Sensing opportunities, and nearing capacity on his first two sites, Toombs is now looking to expand his production from 30,000 lb (13 tonnes) a year to 500,000 lb (225 tonnes) and aims to raise $3 million to scale production and build an on-site processing facility.
“Our next farm is going to be a 600-tank-equivalent farm over 6 acres. We don’t yet know what the tanks are going to look like, as the farms of tomorrow won’t look like the farms of today. 70 percent of the cost of producing my product is simply energy – I’m confident we can cut that in half,” he explains.
He’s also planning to continue to refine his production protocols, and says he’s found a way to increasing the protein levels of dulse from 20 percent (dry weight) to 45 percent by changing variables in the tanks.

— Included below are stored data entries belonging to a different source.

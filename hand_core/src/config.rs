//! Runtime configuration of the control core.
//!
//! These are separate from the TOML-deserialized config in `hand_config`;
//! `conversions` bridges the two.

use std::time::Duration;

use crate::calibration::{FingerCalibration, default_table};
use crate::pose::PoseMap;
use crate::types::InstructionSnapshot;

/// ADC and potentiometer transform.
#[derive(Debug, Clone)]
pub struct SensorCfg {
    /// Raw conversions averaged per reading.
    pub samples: u32,
    pub mv_per_count: f64,
    pub mv_offset: f64,
    pub mm_per_mv: f64,
    pub mm_offset: f64,
    /// Averaged voltage (rounded to whole mV) that marks an unplugged sensor.
    pub disconnected_mv: u32,
}

impl Default for SensorCfg {
    fn default() -> Self {
        Self {
            samples: 32,
            mv_per_count: 3300.0 / 4095.0,
            mv_offset: 0.0,
            mm_per_mv: 0.006_255_481_443_114,
            mm_offset: 0.0,
            disconnected_mv: 142,
        }
    }
}

/// Speed bands and position tolerances used for classification.
///
/// Banding: stopped `< stopped_below_mm_s <=` moving `< implausible_from_mm_s <=` implausible.
#[derive(Debug, Clone)]
pub struct EstimatorCfg {
    pub stopped_below_mm_s: f64,
    pub implausible_from_mm_s: f64,
    pub opened_tolerance_mm: f64,
    pub closed_tolerance_mm: f64,
    pub set_pos_tolerance_mm: f64,
    pub sample_spacing: Duration,
}

impl Default for EstimatorCfg {
    fn default() -> Self {
        Self {
            stopped_below_mm_s: 4.0,
            implausible_from_mm_s: 29.0,
            opened_tolerance_mm: 0.2,
            closed_tolerance_mm: 0.2,
            set_pos_tolerance_mm: 0.1,
            sample_spacing: Duration::from_micros(1_500),
        }
    }
}

#[derive(Debug, Clone)]
pub struct PlannerCfg {
    pub target_tolerance_mm: f64,
    /// Duration multiplier when a command reverses the measured motion.
    pub reversal_factor: f64,
}

impl Default for PlannerCfg {
    fn default() -> Self {
        Self {
            target_tolerance_mm: 0.1,
            reversal_factor: 1.2,
        }
    }
}

#[derive(Debug, Clone)]
pub struct ObserverCfg {
    pub period: Duration,
    pub stall_epsilon_mm: f64,
    pub drift_tolerance_mm: f64,
    pub max_correction_us: u64,
}

impl Default for ObserverCfg {
    fn default() -> Self {
        Self {
            period: Duration::from_millis(100),
            stall_epsilon_mm: 0.2,
            drift_tolerance_mm: 0.3,
            max_correction_us: 40_000,
        }
    }
}

#[derive(Debug, Clone)]
pub struct ControlCfg {
    /// Pause between two passes over the fingers.
    pub period: Duration,
    pub initial_set_pos_mm: f64,
}

impl Default for ControlCfg {
    fn default() -> Self {
        Self {
            period: Duration::from_millis(20),
            initial_set_pos_mm: 10.0,
        }
    }
}

/// Everything needed to assemble a hand, in core types.
#[derive(Debug, Clone)]
pub struct HandSettings {
    pub sensor: SensorCfg,
    pub estimator: EstimatorCfg,
    pub planner: PlannerCfg,
    pub observer: ObserverCfg,
    pub control: ControlCfg,
    /// In `FingerId::ALL` order.
    pub fingers: [FingerCalibration; 4],
    pub poses: PoseMap,
    pub initial_instructions: Option<InstructionSnapshot>,
}

impl Default for HandSettings {
    fn default() -> Self {
        Self {
            sensor: SensorCfg::default(),
            estimator: EstimatorCfg::default(),
            planner: PlannerCfg::default(),
            observer: ObserverCfg::default(),
            control: ControlCfg::default(),
            fingers: default_table(),
            poses: PoseMap::default(),
            initial_instructions: None,
        }
    }
}
#![no_main]
use libfuzzer_sys::fuzz_target;

fuzz_target!(|data: &str| {
    // Parse and validation errors are fine; panics are not.
    if let Ok(cfg) = toml::from_str::<hand_config::Config>(data) {
        let _ = cfg.validate();
        let _ = hand_config::load_toml(data);
    }
});
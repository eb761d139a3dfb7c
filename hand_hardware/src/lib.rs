//! Hardware backends for the hand control core.
//!
//! - `sim`: a simulated hand whose fingers move at constant speed while a
//!   direction line is held, used by default and by the test suites.
//! - `rpi` (feature `hardware`, Linux only): Raspberry Pi GPIO line pairs and
//!   an MCP3008 SPI ADC for the position potentiometers.
pub mod error;
#[cfg(all(feature = "hardware", target_os = "linux"))]
pub mod rpi;
pub mod sim;

pub use error::HwError;
pub use sim::{SimAdcModel, SimFinger, SimHand, SimInput, SimLines};
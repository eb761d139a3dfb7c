//! Common time helpers for hand_core.

use std::time::Duration;

/// Number of microseconds in one second.
pub const MICROS_PER_SEC: u64 = 1_000_000;

/// Duration from milliseconds, with zero bumped to one millisecond.
#[inline]
pub fn period_from_ms(ms: u64) -> Duration {
    Duration::from_millis(ms.max(1))
}

#[cfg(test)]
mod tests {
    use super::*;

    #[test]
    fn zero_period_is_bumped() {
        assert_eq!(period_from_ms(0), Duration::from_millis(1));
        assert_eq!(period_from_ms(20), Duration::from_millis(20));
    }
}
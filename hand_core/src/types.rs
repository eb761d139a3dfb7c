//! Runtime data model shared by the control loop and the observer.

use std::str::FromStr;

use crate::calibration::FingerId;
use crate::error::HandError;

/// Kinematic state of a finger, recomputed from fresh samples every cycle.
#[derive(Debug, Clone, Copy, PartialEq, Eq)]
pub enum FingerState {
    Closed,
    Closing,
    /// Stopped away from every known position.
    Invalid,
    /// Stopped at the last commanded target.
    SetPos,
    Opening,
    Opened,
    /// Sensor fault or implausible speed.
    Weird,
}

impl FingerState {
    pub const fn as_str(self) -> &'static str {
        match self {
            Self::Closed => "closed",
            Self::Closing => "closing",
            Self::Invalid => "invalid",
            Self::SetPos => "set_pos",
            Self::Opening => "opening",
            Self::Opened => "opened",
            Self::Weird => "weird",
        }
    }
}

impl core::fmt::Display for FingerState {
    fn fmt(&self, f: &mut core::fmt::Formatter<'_>) -> core::fmt::Result {
        f.write_str(self.as_str())
    }
}

#[derive(Debug, Clone, Copy, PartialEq, Eq)]
pub enum Direction {
    None,
    /// Upper line high; opens the finger.
    Extend,
    /// Lower line high; closes the finger.
    Contract,
}

impl Direction {
    /// Line levels `(upper, lower)` that realise this direction.
    pub const fn levels(self) -> (bool, bool) {
        match self {
            Self::None => (false, false),
            Self::Extend => (true, false),
            Self::Contract => (false, true),
        }
    }
}

/// One timed full-speed actuation pulse.
#[derive(Debug, Clone, Copy, PartialEq)]
pub struct PlannedCommand {
    pub direction: Direction,
    pub speed_mm_s: f64,
    pub duration_us: u64,
}

/// Normalised finger target: 0.0 fully closed, 1.0 fully open.
#[derive(Debug, Clone, Copy, PartialEq, PartialOrd)]
pub struct Instruction(f64);

impl Instruction {
    pub const CLOSE: Instruction = Instruction(0.0);
    pub const OPEN: Instruction = Instruction(1.0);

    /// Clamp into `[0, 1]`; non-finite input is rejected.
    pub fn new(value: f64) -> Result<Self, HandError> {
        if !value.is_finite() {
            return Err(HandError::Config(format!(
                "instruction must be a finite number, got {value}"
            )));
        }
        Ok(Self(value.clamp(0.0, 1.0)))
    }

    #[inline]
    pub const fn value(self) -> f64 {
        self.0
    }
}

/// One instruction per finger, applied atomically by the control loop.
#[derive(Debug, Clone, Copy, PartialEq)]
pub struct InstructionSnapshot(pub [Instruction; 4]);

impl InstructionSnapshot {
    pub fn uniform(value: Instruction) -> Self {
        Self([value; 4])
    }

    pub fn from_values(values: [f64; 4]) -> Result<Self, HandError> {
        let [a, b, c, d] = values;
        Ok(Self([
            Instruction::new(a)?,
            Instruction::new(b)?,
            Instruction::new(c)?,
            Instruction::new(d)?,
        ]))
    }

    #[inline]
    pub fn get(&self, id: FingerId) -> Instruction {
        self.0[id.index()]
    }
}

impl FromStr for InstructionSnapshot {
    type Err = HandError;

    /// Parses `a,b,c,d` in finger order (index, middle, ring, little).
    fn from_str(s: &str) -> Result<Self, Self::Err> {
        let parts: Vec<&str> = s.split(',').map(str::trim).collect();
        if parts.len() != 4 {
            return Err(HandError::Config(format!(
                "expected 4 comma-separated instructions, got {}",
                parts.len()
            )));
        }
        let mut values = [0.0f64; 4];
        for (slot, part) in values.iter_mut().zip(&parts) {
            *slot = part
                .parse::<f64>()
                .map_err(|e| HandError::Config(format!("instruction {part:?}: {e}")))?;
            if !(0.0..=1.0).contains(slot) {
                return Err(HandError::Config(format!(
                    "instruction {part} outside [0, 1]"
                )));
            }
        }
        Self::from_values(values)
    }
}

/// Mutable per-finger record. Only reachable through `FingerRegistry::with_finger`.
#[derive(Debug, Clone, PartialEq)]
pub struct FingerRuntime {
    pub state: FingerState,
    pub position_mm: f64,
    pub last_set_pos_mm: f64,
    /// Incremented once per issued pulse.
    pub stroke_num: u64,
    /// Raised by the observer when the actuator stalls.
    pub stalling: bool,
    /// Instruction in force when the stall was raised.
    pub stalled_instruction: Option<Instruction>,
    /// Instruction behind the last command issued by the control loop.
    pub last_instruction: Option<Instruction>,
}

impl FingerRuntime {
    pub fn new(initial_set_pos_mm: f64) -> Self {
        Self {
            state: FingerState::SetPos,
            position_mm: 0.0,
            last_set_pos_mm: initial_set_pos_mm,
            stroke_num: 0,
            stalling: false,
            stalled_instruction: None,
            last_instruction: None,
        }
    }
}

It’s a breakthrough that’s helped Oregon Seaweed reach the finals of the Bezos AI for Nature and Climate Grand Challenge.
“We’ve got this high protein seaweed, we know it works in plant-based food applications, but the question they’re asking is whether we can apply AI to our system to improve efficiencies. The answer is ‘yes’ – we can put sensors in every tank, we can measure data, we can change tank dimensions, we can change flow rates,” Toombs points out.
He's also considering establishing an inland farm in eastern Oregon, where there are saline wells, an initiative that he’s working on with Oregon State University.
“The math works that the world needs 360 million metric tonnes of protein a year and we can grow that entire amount [using dulse] on a geography the size of Connecticut. We know we have a viable product but we need to make the leap of getting people to use that product,” he concludes.